The Court of Appeal rejected Century 21’s claim for commission and dismissed the appeal with costs.

Analysis

The Court of Appeal said that a person must be more than introduced, they must be effectively introduced. By doing so, the Court took a commercial approach – to effectively introduce, the agent must not only find a potential buyer but must also play a role in the negotiations to conclude (or as the Court put it, ‘consummate’) the sale.

Therefore, in situations where a potential buyer has inspected a property through a first agent, but goes on to purchase the property through a second agent, the first agent must demonstrate they did more than record the potential buyer’s details on their list of people who had inspected the property.

The first agent must have submitted an offer to purchase by the potential buyer to the seller and be ready to continue and conclude the negotiations.
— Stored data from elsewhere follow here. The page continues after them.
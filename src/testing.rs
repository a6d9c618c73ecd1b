//! In-memory driver for exercising page objects without a device.

use crate::core::DriverTrait;
use crate::errors::{PageError, Result};
use crate::pages::ScreenId;
use crate::types::Locator;
use async_trait::async_trait;
use chrono::{DateTime, Utc};
use serde::Serialize;
use std::collections::HashMap;
use std::sync::{Mutex, MutexGuard};
use std::time::Duration;
use tokio::time::Instant;

#[derive(Debug, Clone)]
pub struct ScriptedElement {
    pub locator: Locator,
    pub text: Option<String>,
    pub displayed: bool,
    pub enabled: bool,
    pub appears_after: Duration,
    pub removed_after: Option<Duration>,
    pub navigates_to: Option<ScreenId>,
    value: String,
}

impl ScriptedElement {
    pub fn new(locator: Locator) -> Self {
        Self {
            locator,
            text: None,
            displayed: true,
            enabled: true,
            appears_after: Duration::ZERO,
            removed_after: None,
            navigates_to: None,
            value: String::new(),
        }
    }

    pub fn with_text(mut self, text: &str) -> Self {
        self.text = Some(text.to_string());
        self
    }

    pub fn hidden(mut self) -> Self {
        self.displayed = false;
        self
    }

    pub fn disabled(mut self) -> Self {
        self.enabled = false;
        self
    }

    /// Present only once the screen has been up for `delay`.
    pub fn appears_after(mut self, delay: Duration) -> Self {
        self.appears_after = delay;
        self
    }

    /// Gone once the screen has been up for `delay`.
    pub fn removed_after(mut self, delay: Duration) -> Self {
        self.removed_after = Some(delay);
        self
    }

    /// Clicking switches the app to `screen`.
    pub fn navigates_to(mut self, screen: ScreenId) -> Self {
        self.navigates_to = Some(screen);
        self
    }

    fn present_at(&self, elapsed: Duration) -> bool {
        elapsed >= self.appears_after && self.removed_after.map_or(true, |gone| elapsed < gone)
    }
}

/// Handle returned from [`ScriptedDriver::find_elements`].
#[derive(Debug, Clone, PartialEq, Eq)]
pub struct ElementRef {
    pub screen: ScreenId,
    pub index: usize,
    pub locator: Locator,
}

#[derive(Debug, Clone, PartialEq, Eq, Serialize)]
#[serde(rename_all = "snake_case")]
pub enum InteractionKind {
    Click,
    SendKeys(String),
}

#[derive(Debug, Clone, Serialize)]
pub struct Interaction {
    pub screen: ScreenId,
    pub locator: Locator,
    pub kind: InteractionKind,
    pub at: DateTime<Utc>,
}

struct ScriptState {
    screens: HashMap<ScreenId, Vec<ScriptedElement>>,
    current: Option<ScreenId>,
    shown_at: Instant,
    interactions: Vec<Interaction>,
}

pub struct ScriptedDriver {
    session_id: String,
    state: Mutex<ScriptState>,
}

impl ScriptedDriver {
    pub fn new() -> Self {
        Self {
            session_id: uuid::Uuid::new_v4().to_string(),
            state: Mutex::new(ScriptState {
                screens: HashMap::new(),
                current: None,
                shown_at: Instant::now(),
                interactions: Vec::new(),
            }),
        }
    }

    /// The wallet's onboarding and connection screens, starting on PIN
    /// setup. Without a `connect_delay` the connecting indicator never
    /// goes away.
    pub fn wallet(connect_delay: Option<Duration>) -> Self {
        let driver = Self::new();

        driver.add_screen(
            ScreenId::PinSetup,
            vec![
                ScriptedElement::new(Locator::accessibility_id("Enter Pin")),
                ScriptedElement::new(Locator::accessibility_id("Re-Enter Pin")),
                ScriptedElement::new(Locator::accessibility_id("Create"))
                    .navigates_to(ScreenId::Home),
            ],
        );

        let mut indicator =
            ScriptedElement::new(Locator::id("com.ariesbifold:id/CredentialOnTheWay"));
        if let Some(delay) = connect_delay {
            indicator = indicator.removed_after(delay);
        }
        driver.add_screen(
            ScreenId::Connecting,
            vec![
                ScriptedElement::new(Locator::class_name("android.widget.TextView"))
                    .with_text("Just a moment"),
                indicator,
                ScriptedElement::new(Locator::accessibility_id("Home"))
                    .navigates_to(ScreenId::Home),
            ],
        );

        driver.add_screen(
            ScreenId::Home,
            vec![ScriptedElement::new(Locator::accessibility_id("Scan"))],
        );

        driver.show(ScreenId::PinSetup);
        driver
    }

    fn state(&self) -> Result<MutexGuard<'_, ScriptState>> {
        self.state
            .lock()
            .map_err(PageError::from_driver_error)
    }

    pub fn add_screen(&self, screen: ScreenId, elements: Vec<ScriptedElement>) {
        if let Ok(mut state) = self.state() {
            state.screens.insert(screen, elements);
        }
    }

    /// Switches the app to `screen` and restarts its element timers.
    pub fn show(&self, screen: ScreenId) {
        if let Ok(mut state) = self.state() {
            state.current = Some(screen);
            state.shown_at = Instant::now();
        }
    }

    pub fn current_screen(&self) -> Option<ScreenId> {
        self.state().ok().and_then(|state| state.current)
    }

    pub fn interactions(&self) -> Vec<Interaction> {
        self.state()
            .map(|state| state.interactions.clone())
            .unwrap_or_default()
    }

    pub fn clicks_on(&self, locator: &Locator) -> usize {
        self.interactions()
            .iter()
            .filter(|i| &i.locator == locator && i.kind == InteractionKind::Click)
            .count()
    }

    pub fn typed_into(&self, locator: &Locator) -> Vec<String> {
        self.interactions()
            .into_iter()
            .filter(|i| &i.locator == locator)
            .filter_map(|i| match i.kind {
                InteractionKind::SendKeys(text) => Some(text),
                InteractionKind::Click => None,
            })
            .collect()
    }

    /// Current contents of the first element matching `locator`, on any screen.
    pub fn value_of(&self, locator: &Locator) -> Option<String> {
        let state = self.state().ok()?;
        let value = state
            .screens
            .values()
            .flatten()
            .find(|e| &e.locator == locator)
            .map(|e| e.value.clone());
        value
    }

    fn with_element<T>(
        &self,
        element: &ElementRef,
        f: impl FnOnce(&mut ScriptState, ScriptedElement) -> Result<T>,
    ) -> Result<T> {
        let mut state = self.state()?;
        let elapsed = state.shown_at.elapsed();
        if state.current != Some(element.screen) {
            return Err(PageError::StaleElement(format!(
                "{}: {} is no longer showing",
                element.locator, element.screen
            )));
        }
        let scripted = state
            .screens
            .get(&element.screen)
            .and_then(|elements| elements.get(element.index))
            .filter(|e| e.present_at(elapsed))
            .cloned()
            .ok_or_else(|| PageError::ElementNotFound(element.locator.to_string()))?;
        f(&mut state, scripted)
    }

    fn record(state: &mut ScriptState, element: &ElementRef, kind: InteractionKind) {
        state.interactions.push(Interaction {
            screen: element.screen,
            locator: element.locator.clone(),
            kind,
            at: Utc::now(),
        });
    }
}

impl Default for ScriptedDriver {
    fn default() -> Self {
        Self::new()
    }
}

#[async_trait]
impl DriverTrait for ScriptedDriver {
    type Element = ElementRef;

    fn session_id(&self) -> &str {
        &self.session_id
    }

    async fn find_elements(&self, locator: &Locator) -> Result<Vec<ElementRef>> {
        let state = self.state()?;
        let Some(screen) = state.current else {
            return Ok(Vec::new());
        };
        let elapsed = state.shown_at.elapsed();

        let found = state
            .screens
            .get(&screen)
            .map(|elements| {
                elements
                    .iter()
                    .enumerate()
                    .filter(|(_, e)| &e.locator == locator && e.present_at(elapsed))
                    .map(|(index, e)| ElementRef {
                        screen,
                        index,
                        locator: e.locator.clone(),
                    })
                    .collect()
            })
            .unwrap_or_default();
        Ok(found)
    }

    async fn is_displayed(&self, element: &ElementRef) -> Result<bool> {
        self.with_element(element, |_, scripted| Ok(scripted.displayed))
    }

    async fn is_enabled(&self, element: &ElementRef) -> Result<bool> {
        self.with_element(element, |_, scripted| Ok(scripted.enabled))
    }

    async fn click(&self, element: &ElementRef) -> Result<()> {
        self.with_element(element, |state, scripted| {
            Self::record(state, element, InteractionKind::Click);
            if let Some(next) = scripted.navigates_to {
                state.current = Some(next);
                state.shown_at = Instant::now();
            }
            Ok(())
        })
    }

    async fn send_keys(&self, element: &ElementRef, text: &str) -> Result<()> {
        self.with_element(element, |state, scripted| {
            if !scripted.enabled {
                return Err(PageError::Driver(format!(
                    "{} is not enabled",
                    element.locator
                )));
            }
            Self::record(state, element, InteractionKind::SendKeys(text.to_string()));
            if let Some(target) = state
                .screens
                .get_mut(&element.screen)
                .and_then(|elements| elements.get_mut(element.index))
            {
                target.value.push_str(text);
            }
            Ok(())
        })
    }

    async fn page_source(&self) -> Result<String> {
        let state = self.state()?;
        let Some(screen) = state.current else {
            return Ok("<hierarchy/>".to_string());
        };
        let elapsed = state.shown_at.elapsed();

        let mut source = format!("<hierarchy screen=\"{}\">", screen);
        for element in state
            .screens
            .get(&screen)
            .into_iter()
            .flatten()
            .filter(|e| e.present_at(elapsed))
        {
            source.push_str(&format!(
                "<element strategy=\"{}\" value=\"{}\" text=\"{}\"/>",
                element.locator.strategy.as_str(),
                element.locator.value(),
                element.text.as_deref().unwrap_or("")
            ));
        }
        source.push_str("</hierarchy>");
        Ok(source)
    }
}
If so, they may be considered to have effectively introduced the buyer and be entitled to their sales commission.

Century 21 did submit offers but failed in its claim for commission because they were not available to continue and conclude the negotiations.

The advice for real estate agents is to record every offer put to the seller. If the offer is verbal, confirm it by SMS or email. That written record will be invaluable in proving an effective introduction, and therefore an entitlement to commission if the property is sold through another real estate agent. And, the agent must stay contactable and be ready to continue and conclude the negotiations.

The advice for vendors is to include a special condition in the Contract for Sale which provides that the purchaser warrants they have not been introduced to the property through another real estate agent and indemnifies the vendor in the event of a claim for commission.